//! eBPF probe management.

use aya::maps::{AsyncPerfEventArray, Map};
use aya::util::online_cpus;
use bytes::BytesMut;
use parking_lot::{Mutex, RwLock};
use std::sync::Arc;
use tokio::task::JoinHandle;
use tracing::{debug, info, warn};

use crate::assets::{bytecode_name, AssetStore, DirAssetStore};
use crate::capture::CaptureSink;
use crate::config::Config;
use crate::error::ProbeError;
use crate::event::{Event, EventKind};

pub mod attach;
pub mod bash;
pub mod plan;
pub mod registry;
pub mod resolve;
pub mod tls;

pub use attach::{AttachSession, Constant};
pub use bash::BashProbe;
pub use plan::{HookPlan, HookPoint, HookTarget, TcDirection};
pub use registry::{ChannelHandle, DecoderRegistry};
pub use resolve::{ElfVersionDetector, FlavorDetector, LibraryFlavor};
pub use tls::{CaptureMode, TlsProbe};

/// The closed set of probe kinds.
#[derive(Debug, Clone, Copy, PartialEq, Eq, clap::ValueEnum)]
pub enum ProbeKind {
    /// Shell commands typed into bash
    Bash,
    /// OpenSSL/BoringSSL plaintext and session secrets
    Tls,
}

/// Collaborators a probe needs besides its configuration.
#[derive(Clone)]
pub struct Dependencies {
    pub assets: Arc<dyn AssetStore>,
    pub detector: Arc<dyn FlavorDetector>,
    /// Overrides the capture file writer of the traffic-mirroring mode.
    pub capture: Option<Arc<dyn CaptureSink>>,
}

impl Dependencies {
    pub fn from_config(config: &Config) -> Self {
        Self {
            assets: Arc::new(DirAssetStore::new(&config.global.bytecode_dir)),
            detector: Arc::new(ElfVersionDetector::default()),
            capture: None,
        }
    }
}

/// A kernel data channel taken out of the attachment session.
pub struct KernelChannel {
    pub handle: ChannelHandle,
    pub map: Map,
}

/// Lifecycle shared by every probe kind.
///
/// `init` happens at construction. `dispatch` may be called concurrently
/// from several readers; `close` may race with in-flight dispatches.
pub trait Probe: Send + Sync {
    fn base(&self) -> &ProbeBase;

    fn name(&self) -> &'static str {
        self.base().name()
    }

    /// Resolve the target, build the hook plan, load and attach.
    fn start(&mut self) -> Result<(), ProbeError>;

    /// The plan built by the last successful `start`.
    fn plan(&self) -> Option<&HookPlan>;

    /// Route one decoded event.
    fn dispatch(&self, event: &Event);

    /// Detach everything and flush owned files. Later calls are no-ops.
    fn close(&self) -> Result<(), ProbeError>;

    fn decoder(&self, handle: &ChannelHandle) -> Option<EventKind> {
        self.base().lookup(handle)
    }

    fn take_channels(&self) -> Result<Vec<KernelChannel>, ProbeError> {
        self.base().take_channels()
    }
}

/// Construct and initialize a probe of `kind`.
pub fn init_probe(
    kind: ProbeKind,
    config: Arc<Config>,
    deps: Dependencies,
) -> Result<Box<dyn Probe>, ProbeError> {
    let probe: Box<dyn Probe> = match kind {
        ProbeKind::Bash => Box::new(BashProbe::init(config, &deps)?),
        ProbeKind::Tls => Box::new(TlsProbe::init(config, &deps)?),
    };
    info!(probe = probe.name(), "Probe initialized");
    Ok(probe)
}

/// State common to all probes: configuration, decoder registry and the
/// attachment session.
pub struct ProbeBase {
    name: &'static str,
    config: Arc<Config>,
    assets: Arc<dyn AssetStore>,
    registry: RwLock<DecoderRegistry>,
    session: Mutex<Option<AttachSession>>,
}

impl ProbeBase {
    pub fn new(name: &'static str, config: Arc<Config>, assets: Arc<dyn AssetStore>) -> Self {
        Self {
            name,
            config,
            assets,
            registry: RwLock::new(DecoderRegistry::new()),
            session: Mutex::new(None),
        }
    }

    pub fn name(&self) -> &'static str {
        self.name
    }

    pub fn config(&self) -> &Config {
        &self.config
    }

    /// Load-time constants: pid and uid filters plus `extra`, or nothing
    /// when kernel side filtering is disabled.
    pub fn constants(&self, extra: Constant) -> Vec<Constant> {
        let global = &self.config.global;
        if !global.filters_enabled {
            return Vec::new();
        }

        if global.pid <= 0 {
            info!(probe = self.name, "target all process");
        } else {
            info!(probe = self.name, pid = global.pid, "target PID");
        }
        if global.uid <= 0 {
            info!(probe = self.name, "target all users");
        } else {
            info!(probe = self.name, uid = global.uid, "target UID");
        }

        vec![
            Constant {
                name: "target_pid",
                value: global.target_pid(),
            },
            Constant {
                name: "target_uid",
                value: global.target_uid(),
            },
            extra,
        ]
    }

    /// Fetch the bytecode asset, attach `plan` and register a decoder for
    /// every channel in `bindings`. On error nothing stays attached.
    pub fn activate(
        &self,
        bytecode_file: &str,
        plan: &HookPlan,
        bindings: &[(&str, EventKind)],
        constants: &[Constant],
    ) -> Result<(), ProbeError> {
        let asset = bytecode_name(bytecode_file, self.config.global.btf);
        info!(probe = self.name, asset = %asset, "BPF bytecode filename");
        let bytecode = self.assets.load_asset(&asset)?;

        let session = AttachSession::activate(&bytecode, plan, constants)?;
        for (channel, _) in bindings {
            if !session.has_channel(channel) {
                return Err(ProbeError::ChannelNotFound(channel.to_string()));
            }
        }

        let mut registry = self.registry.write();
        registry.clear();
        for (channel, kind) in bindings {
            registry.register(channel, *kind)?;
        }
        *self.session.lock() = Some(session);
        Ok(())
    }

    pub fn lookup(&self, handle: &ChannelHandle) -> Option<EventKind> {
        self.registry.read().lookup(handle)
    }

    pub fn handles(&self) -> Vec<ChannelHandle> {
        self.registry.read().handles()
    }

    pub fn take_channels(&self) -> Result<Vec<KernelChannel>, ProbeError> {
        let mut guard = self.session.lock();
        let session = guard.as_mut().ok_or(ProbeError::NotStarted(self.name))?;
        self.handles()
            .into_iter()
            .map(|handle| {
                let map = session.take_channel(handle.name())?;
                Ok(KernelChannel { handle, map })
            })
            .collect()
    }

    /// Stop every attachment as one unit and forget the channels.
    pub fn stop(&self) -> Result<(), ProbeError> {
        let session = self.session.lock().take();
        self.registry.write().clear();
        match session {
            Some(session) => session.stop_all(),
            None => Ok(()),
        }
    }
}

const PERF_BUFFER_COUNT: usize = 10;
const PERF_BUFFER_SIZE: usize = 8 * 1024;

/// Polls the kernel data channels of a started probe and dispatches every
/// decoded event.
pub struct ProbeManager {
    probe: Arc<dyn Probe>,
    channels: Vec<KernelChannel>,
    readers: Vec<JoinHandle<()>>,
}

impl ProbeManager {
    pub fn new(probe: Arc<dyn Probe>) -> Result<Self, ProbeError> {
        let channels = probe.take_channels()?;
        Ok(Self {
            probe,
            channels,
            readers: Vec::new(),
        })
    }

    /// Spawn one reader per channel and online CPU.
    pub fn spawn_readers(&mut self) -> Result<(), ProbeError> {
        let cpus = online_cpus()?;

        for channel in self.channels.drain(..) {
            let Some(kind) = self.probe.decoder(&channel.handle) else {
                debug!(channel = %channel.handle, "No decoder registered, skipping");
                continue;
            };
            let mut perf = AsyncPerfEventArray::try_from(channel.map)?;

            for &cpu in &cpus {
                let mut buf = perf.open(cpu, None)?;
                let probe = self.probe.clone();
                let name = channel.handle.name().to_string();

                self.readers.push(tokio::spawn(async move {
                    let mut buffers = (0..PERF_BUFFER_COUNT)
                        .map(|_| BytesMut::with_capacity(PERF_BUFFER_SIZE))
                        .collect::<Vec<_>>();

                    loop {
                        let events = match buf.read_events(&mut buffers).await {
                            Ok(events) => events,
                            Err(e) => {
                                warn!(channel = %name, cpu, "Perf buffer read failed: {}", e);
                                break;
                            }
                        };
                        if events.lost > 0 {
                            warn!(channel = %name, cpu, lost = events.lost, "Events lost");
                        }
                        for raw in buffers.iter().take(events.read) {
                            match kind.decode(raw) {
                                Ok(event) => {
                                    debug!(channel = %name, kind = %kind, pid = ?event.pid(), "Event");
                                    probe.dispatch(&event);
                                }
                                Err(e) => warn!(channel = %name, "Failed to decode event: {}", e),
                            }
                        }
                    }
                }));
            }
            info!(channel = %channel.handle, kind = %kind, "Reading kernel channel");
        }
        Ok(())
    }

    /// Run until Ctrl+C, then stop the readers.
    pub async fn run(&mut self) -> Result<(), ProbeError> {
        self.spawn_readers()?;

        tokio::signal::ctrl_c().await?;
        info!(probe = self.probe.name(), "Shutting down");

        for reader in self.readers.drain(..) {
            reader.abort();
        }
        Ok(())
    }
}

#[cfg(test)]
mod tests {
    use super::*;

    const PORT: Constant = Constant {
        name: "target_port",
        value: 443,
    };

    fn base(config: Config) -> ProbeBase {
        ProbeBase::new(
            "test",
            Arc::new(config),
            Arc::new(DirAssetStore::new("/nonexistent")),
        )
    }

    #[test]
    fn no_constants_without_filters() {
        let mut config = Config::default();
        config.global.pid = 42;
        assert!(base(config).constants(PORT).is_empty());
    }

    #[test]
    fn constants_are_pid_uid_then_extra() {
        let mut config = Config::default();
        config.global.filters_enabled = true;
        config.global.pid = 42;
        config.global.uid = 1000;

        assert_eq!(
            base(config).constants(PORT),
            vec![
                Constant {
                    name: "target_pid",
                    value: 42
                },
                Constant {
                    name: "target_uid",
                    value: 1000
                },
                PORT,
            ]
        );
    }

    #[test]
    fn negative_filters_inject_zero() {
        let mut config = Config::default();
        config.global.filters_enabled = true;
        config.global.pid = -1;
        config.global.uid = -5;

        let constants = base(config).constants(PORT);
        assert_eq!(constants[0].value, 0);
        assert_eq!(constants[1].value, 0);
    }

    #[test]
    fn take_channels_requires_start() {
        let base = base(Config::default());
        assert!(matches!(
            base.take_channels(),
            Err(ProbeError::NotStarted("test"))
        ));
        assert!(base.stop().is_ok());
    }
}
* * *
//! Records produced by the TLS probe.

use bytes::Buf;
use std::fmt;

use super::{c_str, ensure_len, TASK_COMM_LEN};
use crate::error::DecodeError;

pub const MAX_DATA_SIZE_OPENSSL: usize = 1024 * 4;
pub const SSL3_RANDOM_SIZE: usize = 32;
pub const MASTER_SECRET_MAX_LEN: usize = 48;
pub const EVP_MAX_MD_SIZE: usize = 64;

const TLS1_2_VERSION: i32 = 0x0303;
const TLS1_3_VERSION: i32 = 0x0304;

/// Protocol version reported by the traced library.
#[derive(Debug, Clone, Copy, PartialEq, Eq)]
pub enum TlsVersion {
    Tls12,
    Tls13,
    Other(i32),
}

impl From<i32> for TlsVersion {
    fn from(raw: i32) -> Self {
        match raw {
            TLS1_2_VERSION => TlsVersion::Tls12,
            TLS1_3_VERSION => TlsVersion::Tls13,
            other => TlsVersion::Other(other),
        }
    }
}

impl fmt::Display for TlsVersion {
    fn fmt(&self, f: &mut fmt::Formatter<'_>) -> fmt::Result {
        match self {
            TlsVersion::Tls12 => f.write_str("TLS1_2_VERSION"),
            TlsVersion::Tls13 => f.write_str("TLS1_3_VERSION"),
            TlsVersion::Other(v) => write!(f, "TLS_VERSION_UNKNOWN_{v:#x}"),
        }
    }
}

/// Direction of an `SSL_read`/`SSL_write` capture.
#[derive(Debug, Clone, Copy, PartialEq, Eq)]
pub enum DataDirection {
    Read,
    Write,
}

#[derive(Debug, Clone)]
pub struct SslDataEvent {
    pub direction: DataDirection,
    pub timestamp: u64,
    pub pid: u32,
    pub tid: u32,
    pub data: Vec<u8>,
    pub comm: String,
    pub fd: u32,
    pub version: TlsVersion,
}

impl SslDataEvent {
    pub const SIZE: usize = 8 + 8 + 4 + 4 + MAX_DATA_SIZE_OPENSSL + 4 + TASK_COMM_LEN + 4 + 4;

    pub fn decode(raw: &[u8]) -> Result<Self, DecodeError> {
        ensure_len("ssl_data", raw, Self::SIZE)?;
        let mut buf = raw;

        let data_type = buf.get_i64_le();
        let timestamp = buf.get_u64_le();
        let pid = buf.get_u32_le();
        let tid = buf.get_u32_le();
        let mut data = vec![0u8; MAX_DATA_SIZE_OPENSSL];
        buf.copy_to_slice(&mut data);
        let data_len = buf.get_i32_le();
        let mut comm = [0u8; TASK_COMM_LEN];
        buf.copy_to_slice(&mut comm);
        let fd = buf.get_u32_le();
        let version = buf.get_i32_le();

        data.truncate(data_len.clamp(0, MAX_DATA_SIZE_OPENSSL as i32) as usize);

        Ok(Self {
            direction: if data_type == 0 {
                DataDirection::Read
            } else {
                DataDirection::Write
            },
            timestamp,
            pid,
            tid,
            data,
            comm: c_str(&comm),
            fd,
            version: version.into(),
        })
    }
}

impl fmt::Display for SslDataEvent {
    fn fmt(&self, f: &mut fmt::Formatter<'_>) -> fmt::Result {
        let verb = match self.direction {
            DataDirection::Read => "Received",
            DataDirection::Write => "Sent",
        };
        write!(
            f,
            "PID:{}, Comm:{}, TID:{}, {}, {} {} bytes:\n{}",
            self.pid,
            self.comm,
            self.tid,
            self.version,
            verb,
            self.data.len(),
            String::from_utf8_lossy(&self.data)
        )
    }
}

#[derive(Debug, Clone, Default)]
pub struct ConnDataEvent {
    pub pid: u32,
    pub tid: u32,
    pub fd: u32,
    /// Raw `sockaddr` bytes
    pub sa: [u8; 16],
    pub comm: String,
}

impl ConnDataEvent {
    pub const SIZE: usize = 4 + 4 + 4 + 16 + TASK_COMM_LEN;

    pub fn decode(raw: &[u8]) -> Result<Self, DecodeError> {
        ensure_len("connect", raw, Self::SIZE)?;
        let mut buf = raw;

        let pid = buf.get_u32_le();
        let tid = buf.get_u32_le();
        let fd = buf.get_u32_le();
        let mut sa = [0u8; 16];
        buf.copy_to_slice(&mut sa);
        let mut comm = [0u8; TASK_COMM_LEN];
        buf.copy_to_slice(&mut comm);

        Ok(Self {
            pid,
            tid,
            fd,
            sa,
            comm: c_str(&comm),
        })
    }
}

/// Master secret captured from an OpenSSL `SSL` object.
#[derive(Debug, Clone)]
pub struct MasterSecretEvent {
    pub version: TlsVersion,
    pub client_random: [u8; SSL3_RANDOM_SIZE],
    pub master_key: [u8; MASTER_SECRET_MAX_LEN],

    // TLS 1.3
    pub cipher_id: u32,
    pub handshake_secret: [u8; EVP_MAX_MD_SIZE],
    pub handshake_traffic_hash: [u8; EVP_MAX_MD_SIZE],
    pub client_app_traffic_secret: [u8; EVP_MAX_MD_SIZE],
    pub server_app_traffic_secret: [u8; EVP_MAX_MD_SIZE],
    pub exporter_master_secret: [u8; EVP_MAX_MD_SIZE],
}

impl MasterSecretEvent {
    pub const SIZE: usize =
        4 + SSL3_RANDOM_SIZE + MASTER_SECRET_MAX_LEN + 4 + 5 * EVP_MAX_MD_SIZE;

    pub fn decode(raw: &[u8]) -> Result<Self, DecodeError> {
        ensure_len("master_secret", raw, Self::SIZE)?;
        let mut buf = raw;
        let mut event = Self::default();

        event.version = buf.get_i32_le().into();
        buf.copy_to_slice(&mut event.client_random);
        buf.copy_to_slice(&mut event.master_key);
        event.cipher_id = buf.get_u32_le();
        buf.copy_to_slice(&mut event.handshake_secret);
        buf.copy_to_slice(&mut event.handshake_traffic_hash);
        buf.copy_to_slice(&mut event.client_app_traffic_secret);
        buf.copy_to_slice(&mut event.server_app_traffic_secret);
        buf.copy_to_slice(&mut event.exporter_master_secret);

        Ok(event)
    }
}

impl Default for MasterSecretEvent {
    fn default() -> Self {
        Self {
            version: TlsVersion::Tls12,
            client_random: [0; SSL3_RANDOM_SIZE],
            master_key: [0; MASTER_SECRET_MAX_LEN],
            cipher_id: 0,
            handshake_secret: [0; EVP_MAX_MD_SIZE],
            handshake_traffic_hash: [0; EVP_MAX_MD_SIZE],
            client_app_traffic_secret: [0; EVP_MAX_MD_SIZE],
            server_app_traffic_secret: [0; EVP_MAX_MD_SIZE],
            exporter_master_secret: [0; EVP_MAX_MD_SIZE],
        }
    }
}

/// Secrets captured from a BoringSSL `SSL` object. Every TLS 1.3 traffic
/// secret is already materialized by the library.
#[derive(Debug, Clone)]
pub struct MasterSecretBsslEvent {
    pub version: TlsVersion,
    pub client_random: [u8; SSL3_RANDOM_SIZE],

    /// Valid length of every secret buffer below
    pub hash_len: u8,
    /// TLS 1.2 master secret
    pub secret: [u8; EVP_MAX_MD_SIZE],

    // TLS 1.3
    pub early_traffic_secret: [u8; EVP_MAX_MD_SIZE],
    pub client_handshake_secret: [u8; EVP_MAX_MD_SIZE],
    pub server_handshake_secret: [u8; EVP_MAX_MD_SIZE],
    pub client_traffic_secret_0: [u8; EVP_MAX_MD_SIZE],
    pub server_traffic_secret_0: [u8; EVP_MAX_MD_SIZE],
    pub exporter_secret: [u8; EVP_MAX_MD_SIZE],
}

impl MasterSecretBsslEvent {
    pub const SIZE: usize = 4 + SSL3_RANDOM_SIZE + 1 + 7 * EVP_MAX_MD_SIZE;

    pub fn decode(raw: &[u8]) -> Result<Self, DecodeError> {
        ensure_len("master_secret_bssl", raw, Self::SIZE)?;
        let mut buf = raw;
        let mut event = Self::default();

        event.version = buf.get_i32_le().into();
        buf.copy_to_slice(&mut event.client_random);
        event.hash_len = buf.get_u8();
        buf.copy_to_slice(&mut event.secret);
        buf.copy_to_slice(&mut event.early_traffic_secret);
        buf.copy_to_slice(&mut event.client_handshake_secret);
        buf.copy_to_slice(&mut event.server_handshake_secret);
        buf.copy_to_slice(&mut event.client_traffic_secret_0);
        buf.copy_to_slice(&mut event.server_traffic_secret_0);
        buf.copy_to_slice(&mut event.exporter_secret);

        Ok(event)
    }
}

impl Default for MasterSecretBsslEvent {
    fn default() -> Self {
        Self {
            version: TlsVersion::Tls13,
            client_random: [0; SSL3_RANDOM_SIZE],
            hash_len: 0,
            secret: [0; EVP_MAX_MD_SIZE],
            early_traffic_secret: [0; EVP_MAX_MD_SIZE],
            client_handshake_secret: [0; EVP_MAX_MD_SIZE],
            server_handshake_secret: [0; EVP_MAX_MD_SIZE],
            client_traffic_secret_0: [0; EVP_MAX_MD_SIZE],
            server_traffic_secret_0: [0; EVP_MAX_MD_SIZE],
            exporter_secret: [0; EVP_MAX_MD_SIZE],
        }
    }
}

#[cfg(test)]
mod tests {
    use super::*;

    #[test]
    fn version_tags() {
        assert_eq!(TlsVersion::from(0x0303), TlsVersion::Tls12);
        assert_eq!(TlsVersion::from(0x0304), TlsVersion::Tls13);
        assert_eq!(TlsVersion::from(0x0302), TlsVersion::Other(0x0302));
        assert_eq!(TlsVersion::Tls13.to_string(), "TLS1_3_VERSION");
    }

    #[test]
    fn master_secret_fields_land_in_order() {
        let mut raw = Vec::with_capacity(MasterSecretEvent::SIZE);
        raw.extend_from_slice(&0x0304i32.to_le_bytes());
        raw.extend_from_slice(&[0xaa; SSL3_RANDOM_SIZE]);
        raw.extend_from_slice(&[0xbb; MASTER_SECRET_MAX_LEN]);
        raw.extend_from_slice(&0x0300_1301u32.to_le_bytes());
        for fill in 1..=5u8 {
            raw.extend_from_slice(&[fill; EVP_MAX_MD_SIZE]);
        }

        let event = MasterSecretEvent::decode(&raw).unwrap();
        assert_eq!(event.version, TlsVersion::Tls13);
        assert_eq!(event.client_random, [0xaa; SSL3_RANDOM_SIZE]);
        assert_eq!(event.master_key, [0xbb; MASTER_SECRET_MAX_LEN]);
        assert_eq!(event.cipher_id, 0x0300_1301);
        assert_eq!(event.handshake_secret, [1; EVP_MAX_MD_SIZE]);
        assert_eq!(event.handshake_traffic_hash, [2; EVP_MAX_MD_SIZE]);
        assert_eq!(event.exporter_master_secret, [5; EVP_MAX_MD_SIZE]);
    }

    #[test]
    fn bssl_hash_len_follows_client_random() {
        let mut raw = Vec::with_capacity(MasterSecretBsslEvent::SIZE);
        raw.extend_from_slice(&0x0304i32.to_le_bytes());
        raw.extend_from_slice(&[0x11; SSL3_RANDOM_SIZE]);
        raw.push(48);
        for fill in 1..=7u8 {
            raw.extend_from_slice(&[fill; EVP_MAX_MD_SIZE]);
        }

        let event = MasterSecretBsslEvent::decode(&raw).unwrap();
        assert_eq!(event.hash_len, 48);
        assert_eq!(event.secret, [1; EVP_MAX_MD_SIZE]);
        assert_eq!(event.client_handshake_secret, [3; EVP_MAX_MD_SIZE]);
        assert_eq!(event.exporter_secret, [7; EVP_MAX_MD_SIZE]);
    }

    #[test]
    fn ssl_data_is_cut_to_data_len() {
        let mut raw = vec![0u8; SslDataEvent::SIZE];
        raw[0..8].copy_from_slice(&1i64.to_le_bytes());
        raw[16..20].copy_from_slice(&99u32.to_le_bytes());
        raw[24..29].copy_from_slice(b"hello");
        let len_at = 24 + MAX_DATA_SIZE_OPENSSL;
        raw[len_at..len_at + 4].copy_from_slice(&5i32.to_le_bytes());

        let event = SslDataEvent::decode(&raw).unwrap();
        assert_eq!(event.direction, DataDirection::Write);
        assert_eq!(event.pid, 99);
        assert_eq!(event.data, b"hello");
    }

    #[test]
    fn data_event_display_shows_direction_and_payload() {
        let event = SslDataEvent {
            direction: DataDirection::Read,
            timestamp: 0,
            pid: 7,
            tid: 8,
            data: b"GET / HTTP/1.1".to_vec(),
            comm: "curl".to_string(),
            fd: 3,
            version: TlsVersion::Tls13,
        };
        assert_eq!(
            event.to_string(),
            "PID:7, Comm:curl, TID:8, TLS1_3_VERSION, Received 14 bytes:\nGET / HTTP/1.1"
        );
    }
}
==
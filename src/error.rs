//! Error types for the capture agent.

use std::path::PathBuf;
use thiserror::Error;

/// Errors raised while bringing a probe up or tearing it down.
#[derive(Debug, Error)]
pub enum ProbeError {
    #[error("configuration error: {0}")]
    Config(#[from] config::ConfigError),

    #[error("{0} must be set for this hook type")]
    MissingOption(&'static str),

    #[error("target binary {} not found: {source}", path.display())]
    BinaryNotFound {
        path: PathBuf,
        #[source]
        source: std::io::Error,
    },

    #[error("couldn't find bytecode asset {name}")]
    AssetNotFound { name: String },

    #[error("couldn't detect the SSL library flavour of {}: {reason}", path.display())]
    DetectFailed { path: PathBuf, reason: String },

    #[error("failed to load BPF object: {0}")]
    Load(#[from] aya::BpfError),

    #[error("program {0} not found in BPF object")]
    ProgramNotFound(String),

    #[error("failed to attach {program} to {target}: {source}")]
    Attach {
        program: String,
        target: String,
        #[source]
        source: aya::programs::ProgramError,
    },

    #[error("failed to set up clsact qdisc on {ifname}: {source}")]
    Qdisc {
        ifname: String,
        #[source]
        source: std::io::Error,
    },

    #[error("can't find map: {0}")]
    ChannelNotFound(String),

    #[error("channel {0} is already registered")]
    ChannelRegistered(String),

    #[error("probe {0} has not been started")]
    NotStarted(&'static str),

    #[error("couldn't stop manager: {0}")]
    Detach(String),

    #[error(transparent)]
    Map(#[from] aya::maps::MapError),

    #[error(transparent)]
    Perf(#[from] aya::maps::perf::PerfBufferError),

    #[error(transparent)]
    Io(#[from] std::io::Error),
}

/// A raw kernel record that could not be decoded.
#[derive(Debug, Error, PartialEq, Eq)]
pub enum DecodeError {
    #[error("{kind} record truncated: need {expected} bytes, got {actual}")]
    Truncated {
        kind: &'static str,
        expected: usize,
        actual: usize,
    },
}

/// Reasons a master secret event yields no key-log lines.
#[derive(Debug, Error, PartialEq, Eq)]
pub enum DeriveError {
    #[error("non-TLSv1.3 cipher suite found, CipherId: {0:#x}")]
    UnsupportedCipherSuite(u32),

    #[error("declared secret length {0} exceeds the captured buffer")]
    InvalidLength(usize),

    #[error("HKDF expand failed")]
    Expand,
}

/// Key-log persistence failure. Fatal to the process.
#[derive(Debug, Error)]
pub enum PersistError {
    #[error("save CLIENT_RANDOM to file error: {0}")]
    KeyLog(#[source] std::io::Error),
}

▶ TASK TO CARRY OUT: Within the listing above, extract exactly the lines from the line with "eBPF probe management." to the line with "use crate::capture::CaptureSink;", the two named lines included, and no others.

▶ WRITTEN REPLY:
//! eBPF probe management.

use aya::maps::{AsyncPerfEventArray, Map};
use aya::util::online_cpus;
use bytes::BytesMut;
use parking_lot::{Mutex, RwLock};
use std::sync::Arc;
use tokio::task::JoinHandle;
use tracing::{debug, info, warn};

use crate::assets::{bytecode_name, AssetStore, DirAssetStore};
use crate::capture::CaptureSink;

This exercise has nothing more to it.